WORK REQUEST ▸
For the records below, give the count of lines holding the word "Algorithm" and nothing more.
PROVIDED RECORDS: Begin
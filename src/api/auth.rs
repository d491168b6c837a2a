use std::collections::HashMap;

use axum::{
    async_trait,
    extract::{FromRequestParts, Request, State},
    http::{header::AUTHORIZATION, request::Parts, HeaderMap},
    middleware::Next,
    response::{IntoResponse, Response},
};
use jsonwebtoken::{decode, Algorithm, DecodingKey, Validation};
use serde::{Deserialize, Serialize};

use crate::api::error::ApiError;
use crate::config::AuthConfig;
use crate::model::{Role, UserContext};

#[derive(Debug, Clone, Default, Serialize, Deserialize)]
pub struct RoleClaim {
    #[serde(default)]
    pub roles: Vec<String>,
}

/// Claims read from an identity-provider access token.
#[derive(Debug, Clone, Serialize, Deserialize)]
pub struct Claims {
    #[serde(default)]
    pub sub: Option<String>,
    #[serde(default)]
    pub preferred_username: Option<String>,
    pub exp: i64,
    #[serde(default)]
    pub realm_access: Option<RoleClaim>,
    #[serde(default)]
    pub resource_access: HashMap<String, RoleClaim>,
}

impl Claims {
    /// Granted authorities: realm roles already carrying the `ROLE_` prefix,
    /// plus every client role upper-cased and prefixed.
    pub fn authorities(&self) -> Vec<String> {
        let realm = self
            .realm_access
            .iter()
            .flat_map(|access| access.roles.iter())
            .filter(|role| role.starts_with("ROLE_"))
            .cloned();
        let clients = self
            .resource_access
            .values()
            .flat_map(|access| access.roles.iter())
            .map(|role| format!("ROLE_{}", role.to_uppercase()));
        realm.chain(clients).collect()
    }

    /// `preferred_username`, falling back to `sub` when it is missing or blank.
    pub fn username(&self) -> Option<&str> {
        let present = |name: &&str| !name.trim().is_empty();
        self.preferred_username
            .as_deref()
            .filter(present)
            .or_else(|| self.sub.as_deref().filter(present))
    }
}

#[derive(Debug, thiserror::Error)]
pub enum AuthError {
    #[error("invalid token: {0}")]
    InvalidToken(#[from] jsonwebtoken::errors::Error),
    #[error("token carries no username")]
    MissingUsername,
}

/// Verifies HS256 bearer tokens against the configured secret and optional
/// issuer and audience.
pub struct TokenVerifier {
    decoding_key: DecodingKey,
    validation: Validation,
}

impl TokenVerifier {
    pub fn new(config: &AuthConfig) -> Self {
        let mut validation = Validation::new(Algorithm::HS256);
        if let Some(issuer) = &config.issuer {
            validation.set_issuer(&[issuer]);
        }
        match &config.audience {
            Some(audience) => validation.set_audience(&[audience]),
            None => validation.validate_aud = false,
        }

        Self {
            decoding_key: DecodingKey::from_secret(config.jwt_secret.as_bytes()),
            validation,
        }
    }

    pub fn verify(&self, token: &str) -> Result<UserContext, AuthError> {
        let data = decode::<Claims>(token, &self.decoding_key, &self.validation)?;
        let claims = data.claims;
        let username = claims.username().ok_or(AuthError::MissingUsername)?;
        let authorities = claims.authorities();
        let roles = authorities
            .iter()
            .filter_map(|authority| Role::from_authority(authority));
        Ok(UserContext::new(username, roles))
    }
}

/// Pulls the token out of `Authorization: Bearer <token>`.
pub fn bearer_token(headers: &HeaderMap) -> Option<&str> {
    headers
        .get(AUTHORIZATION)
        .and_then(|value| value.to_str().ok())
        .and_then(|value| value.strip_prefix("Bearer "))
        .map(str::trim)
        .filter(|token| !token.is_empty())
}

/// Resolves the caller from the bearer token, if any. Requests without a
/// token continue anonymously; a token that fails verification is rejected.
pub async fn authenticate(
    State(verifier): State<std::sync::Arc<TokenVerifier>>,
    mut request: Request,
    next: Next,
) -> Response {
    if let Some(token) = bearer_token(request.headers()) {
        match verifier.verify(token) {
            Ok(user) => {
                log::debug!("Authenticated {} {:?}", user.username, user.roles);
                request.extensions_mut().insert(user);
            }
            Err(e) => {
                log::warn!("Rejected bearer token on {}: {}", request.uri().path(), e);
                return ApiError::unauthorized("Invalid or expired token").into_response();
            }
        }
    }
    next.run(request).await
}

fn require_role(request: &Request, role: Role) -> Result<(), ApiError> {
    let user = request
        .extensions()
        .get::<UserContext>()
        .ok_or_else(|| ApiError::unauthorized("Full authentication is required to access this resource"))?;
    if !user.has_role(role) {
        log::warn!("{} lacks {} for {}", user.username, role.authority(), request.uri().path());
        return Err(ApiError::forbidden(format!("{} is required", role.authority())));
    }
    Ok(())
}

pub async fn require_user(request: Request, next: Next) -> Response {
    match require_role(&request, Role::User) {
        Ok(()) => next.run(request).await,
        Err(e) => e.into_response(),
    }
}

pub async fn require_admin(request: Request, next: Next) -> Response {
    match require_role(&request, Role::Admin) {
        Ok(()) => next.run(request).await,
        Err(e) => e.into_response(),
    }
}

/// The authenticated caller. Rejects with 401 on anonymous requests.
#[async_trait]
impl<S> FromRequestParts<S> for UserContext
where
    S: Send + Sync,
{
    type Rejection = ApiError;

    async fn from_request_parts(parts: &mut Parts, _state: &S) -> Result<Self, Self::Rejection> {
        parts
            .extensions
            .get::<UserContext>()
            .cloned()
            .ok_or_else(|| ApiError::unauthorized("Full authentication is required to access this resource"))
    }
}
PROVIDED RECORDS: End
SOLUTION FOR THIS PROBLEM ▸
2